A Cell viability detection in control and CISD3-silenced cells at the presence or absence of indicated chemicals (7.5 µM Erastin, 10 µM C968, and 1 mM GPNA). B Fuel dependency assay for glucose and glutamine in control and CISD3-silenced cells. C After the glutamine oxidation pathway was inhibited by C968, the oxygen consumption (OCR) of basal and max respiration was monitored by Agilent Seahorse XFe24 Analyzer. The inhibition rate of OCR by C968 in control and CISD3-silenced cells was calculated. D, E Cell viability and cellular lipid peroxides detection in the control and CISD3-silenced cells at the presence or absence of indicated chemicals; (7.5 µM Erastin, 10 µM Rotenone (Rot), 2 mM DBM, 2.5 µM Antimycin A (Anti A), 15 mM NaN3, 5 µM CCCP). (F-I) Cell viability, lipid peroxides, cellular ROS, and mitochondrial ROS in control and CISD3-silenced cells were measured under the treatment of 7.5 µM erastin, at the presence or absence of 0.5 µM MitoQ or 0.2 µM SKQ1. The values are presented as means ± SD from three independent experiments. *P < 0.05, **P < 0.01 versus control or between different groups.
Since CISD3 knockdown significantly triggered mitochondrial radicals generation induced by erastin, we determined whether the administration of mitochondria-targeted antioxidants would exert potential protective effects.
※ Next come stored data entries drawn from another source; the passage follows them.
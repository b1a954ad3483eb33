extern crate std;

use soroban_sdk::{
    testutils::{Address as _, AuthorizedFunction, AuthorizedInvocation},
    Address, Env, IntoVal, Symbol,
};

use crate::{ContractError, StakingContract, StakingContractClient};

// ── Test helpers ─────────────────────────────────────────────────────────────

fn setup() -> (Env, StakingContractClient<'static>, Address) {
    let env = Env::default();
    env.mock_all_auths();

    let token = env.register_stellar_asset_contract_v2(Address::generate(&env));

    let contract_id = env.register(StakingContract, ());
    let client = StakingContractClient::new(&env, &contract_id);

    let owner = Address::generate(&env);
    client.initialize(&owner, &token.address());

    (env, client, owner)
}

// ── Owner guard ──────────────────────────────────────────────────────────────

#[test]
fn test_owner_sets_apy() {
    let (_env, client, owner) = setup();

    client.set_apy(&owner, &12);
    assert_eq!(client.apy(), 12);
}

#[test]
fn test_owner_may_set_zero_apy() {
    let (_env, client, owner) = setup();

    client.set_apy(&owner, &0);
    assert_eq!(client.apy(), 0);
}

#[test]
fn test_non_owner_cannot_set_apy() {
    let (env, client, owner) = setup();
    client.set_apy(&owner, &7);

    let intruder = Address::generate(&env);
    match client.try_set_apy(&intruder, &999) {
        Err(Ok(e)) => assert_eq!(e, ContractError::Unauthorized),
        _ => unreachable!("Expected Unauthorized error"),
    }
    assert_eq!(client.apy(), 7);
}

#[test]
fn test_owner_is_fixed_at_initialize() {
    let (env, client, owner) = setup();

    let usurper = Address::generate(&env);
    let token = Address::generate(&env);
    assert!(client.try_initialize(&usurper, &token).is_err());
    assert_eq!(client.owner(), owner);
}

#[test]
fn test_set_apy_requires_owner_signature() {
    let (env, client, owner) = setup();

    client.set_apy(&owner, &3);

    assert_eq!(
        env.auths(),
        std::vec![(
            owner.clone(),
            AuthorizedInvocation {
                function: AuthorizedFunction::Contract((
                    client.address.clone(),
                    Symbol::new(&env, "set_apy"),
                    (owner.clone(), 3u32).into_val(&env),
                )),
                sub_invocations: std::vec![],
            }
        )]
    );
}

#[test]
fn test_set_apy_without_signature_is_rejected() {
    let env = Env::default();
    env.mock_all_auths();

    let token = env.register_stellar_asset_contract_v2(Address::generate(&env));
    let contract_id = env.register(StakingContract, ());
    let client = StakingContractClient::new(&env, &contract_id);
    let owner = Address::generate(&env);
    client.initialize(&owner, &token.address());

    // Drop the blanket mock: the owner has signed nothing for this call.
    env.set_auths(&[]);
    assert!(client.try_set_apy(&owner, &50).is_err());
    assert_eq!(client.apy(), 1);
}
Therefore, the lipophilic triphenylphosphonium-based ubiquinone analog mitoQ and its plastoquinone-containing analog SKQ1 were selected to test this hypothesis. Remarkably, both mitoQ and SKQ1 could almost completely neutralize the erastin induced ferroptotic cell death (Fig. 5F). Besides, mitoQ pretreatment could effectively inhibit the deleterious effects induced by erastin in shCISD3 cells, which were characterized by decreased lipid ROS accumulation and mitochondrial ROS production (Fig. 5G–I). Collectively, CISD3 depletion presents a metabolic reprogramming toward glutaminolysis and fuel the mitochondrial ETC, which results in oxidative stress and ferroptosis.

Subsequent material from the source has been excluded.